[Stored data entries]
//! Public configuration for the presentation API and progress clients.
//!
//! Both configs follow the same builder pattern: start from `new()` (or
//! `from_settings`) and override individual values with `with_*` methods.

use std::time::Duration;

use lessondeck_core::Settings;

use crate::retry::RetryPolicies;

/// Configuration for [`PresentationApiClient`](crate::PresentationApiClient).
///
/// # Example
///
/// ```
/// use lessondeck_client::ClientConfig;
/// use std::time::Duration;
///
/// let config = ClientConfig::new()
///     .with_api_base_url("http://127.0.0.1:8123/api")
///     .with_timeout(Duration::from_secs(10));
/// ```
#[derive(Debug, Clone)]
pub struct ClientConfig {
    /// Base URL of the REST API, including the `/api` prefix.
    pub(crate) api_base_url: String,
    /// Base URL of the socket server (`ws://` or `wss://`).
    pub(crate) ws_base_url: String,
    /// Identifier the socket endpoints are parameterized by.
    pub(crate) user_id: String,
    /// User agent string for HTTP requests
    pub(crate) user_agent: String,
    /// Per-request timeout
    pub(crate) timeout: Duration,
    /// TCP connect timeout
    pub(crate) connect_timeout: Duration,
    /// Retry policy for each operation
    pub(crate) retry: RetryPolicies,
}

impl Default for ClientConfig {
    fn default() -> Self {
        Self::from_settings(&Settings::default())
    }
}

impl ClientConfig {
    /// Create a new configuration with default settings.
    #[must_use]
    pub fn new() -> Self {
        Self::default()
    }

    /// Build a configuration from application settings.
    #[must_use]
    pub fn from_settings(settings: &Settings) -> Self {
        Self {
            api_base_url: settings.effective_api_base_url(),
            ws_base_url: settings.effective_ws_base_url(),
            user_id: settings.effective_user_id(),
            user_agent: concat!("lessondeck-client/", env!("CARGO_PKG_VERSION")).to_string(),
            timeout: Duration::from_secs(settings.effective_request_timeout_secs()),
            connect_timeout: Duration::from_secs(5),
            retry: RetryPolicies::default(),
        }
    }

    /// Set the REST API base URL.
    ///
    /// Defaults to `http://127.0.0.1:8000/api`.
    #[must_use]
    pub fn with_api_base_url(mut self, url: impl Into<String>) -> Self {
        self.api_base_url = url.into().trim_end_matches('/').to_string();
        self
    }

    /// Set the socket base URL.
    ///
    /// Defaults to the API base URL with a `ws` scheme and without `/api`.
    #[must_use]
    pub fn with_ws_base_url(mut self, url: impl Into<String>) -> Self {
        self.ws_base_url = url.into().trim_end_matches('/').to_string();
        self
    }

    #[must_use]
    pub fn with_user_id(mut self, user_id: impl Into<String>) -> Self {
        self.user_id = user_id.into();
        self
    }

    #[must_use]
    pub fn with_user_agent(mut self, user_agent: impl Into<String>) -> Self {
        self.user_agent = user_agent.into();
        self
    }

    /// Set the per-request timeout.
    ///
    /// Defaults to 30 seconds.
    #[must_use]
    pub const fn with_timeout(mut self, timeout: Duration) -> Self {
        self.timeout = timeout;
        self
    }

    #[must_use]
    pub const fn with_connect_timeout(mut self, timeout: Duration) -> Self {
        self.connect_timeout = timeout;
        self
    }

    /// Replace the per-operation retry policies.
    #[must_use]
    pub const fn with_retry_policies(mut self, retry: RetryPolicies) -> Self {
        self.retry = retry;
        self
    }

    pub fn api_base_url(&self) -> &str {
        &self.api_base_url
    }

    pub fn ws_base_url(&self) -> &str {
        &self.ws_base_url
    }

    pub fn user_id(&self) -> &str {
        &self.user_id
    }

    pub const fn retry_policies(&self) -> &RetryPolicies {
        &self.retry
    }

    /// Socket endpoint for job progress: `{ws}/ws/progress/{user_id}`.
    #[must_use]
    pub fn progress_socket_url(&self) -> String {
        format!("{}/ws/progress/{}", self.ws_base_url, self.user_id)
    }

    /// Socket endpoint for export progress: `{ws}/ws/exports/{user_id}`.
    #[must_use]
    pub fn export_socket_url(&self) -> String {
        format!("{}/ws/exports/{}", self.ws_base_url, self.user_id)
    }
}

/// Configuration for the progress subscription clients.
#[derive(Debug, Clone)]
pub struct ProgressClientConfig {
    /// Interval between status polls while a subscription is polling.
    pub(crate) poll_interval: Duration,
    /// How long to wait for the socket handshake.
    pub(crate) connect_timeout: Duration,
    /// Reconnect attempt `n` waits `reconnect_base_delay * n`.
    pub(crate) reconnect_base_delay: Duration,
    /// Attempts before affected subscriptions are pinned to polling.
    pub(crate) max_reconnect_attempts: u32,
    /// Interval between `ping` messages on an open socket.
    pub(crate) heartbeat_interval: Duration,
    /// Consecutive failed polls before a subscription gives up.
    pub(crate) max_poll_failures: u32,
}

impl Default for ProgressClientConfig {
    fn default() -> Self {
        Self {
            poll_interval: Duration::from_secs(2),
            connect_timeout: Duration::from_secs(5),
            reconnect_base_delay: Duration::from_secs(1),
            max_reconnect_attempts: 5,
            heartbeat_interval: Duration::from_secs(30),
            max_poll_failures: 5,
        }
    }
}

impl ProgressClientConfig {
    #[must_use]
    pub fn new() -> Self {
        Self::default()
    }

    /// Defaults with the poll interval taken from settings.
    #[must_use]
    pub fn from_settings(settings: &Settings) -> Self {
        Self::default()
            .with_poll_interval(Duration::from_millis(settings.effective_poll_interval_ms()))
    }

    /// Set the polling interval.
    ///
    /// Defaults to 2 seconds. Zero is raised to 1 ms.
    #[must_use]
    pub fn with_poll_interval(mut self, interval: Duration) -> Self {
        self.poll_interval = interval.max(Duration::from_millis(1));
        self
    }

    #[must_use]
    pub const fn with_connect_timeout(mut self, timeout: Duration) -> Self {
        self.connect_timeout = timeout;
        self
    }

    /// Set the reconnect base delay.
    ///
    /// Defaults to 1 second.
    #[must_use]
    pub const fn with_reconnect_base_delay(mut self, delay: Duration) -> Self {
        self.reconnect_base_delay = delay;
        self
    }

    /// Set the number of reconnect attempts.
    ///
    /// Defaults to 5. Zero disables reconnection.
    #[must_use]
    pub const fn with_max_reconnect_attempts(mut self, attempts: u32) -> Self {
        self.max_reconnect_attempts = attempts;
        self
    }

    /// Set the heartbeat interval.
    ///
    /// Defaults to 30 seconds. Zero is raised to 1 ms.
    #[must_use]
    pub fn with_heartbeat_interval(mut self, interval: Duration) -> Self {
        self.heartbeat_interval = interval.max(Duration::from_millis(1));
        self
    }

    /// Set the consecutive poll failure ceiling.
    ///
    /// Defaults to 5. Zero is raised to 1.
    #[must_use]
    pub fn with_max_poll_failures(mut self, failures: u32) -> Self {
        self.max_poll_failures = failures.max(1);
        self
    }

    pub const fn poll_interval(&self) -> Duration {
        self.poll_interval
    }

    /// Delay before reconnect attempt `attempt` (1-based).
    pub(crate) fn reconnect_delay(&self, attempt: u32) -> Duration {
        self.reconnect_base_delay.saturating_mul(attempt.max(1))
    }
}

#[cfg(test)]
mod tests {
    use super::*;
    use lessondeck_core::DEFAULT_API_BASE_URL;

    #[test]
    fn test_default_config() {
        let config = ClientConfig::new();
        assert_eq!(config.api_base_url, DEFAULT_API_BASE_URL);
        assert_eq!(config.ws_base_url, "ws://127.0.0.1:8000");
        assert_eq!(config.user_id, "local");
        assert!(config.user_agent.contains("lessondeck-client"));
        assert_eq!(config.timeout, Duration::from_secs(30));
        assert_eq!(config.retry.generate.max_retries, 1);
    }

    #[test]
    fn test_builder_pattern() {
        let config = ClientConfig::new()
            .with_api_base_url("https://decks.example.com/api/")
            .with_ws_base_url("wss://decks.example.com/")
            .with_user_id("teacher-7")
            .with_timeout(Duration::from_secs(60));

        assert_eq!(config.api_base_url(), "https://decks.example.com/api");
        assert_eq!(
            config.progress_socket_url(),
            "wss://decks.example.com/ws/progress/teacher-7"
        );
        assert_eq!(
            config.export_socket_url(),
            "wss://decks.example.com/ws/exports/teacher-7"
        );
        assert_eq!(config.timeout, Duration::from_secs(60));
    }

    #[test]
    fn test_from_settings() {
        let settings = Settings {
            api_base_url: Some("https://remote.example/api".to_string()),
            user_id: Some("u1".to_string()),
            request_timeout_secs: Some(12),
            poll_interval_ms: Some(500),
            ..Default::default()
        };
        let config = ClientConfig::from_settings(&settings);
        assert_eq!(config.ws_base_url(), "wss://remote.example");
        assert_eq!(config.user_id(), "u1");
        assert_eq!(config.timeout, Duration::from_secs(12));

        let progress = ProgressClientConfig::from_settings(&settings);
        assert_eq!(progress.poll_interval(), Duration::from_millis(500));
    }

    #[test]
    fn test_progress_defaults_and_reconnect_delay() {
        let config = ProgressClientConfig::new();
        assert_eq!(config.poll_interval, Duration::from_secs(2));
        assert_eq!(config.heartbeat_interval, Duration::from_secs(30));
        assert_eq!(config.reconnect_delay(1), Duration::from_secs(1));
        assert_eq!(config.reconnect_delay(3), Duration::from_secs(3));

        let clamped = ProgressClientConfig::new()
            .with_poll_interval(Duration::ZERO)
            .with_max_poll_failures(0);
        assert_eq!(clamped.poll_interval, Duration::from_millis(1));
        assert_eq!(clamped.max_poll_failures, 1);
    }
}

Action item: An answer is complete only when it holds every line above containing the string "impl".

Solution to this exercise:
impl Default for ClientConfig {
impl ClientConfig {
    pub fn with_api_base_url(mut self, url: impl Into<String>) -> Self {
    pub fn with_ws_base_url(mut self, url: impl Into<String>) -> Self {
    pub fn with_user_id(mut self, user_id: impl Into<String>) -> Self {
    pub fn with_user_agent(mut self, user_agent: impl Into<String>) -> Self {
impl Default for ProgressClientConfig {
impl ProgressClientConfig {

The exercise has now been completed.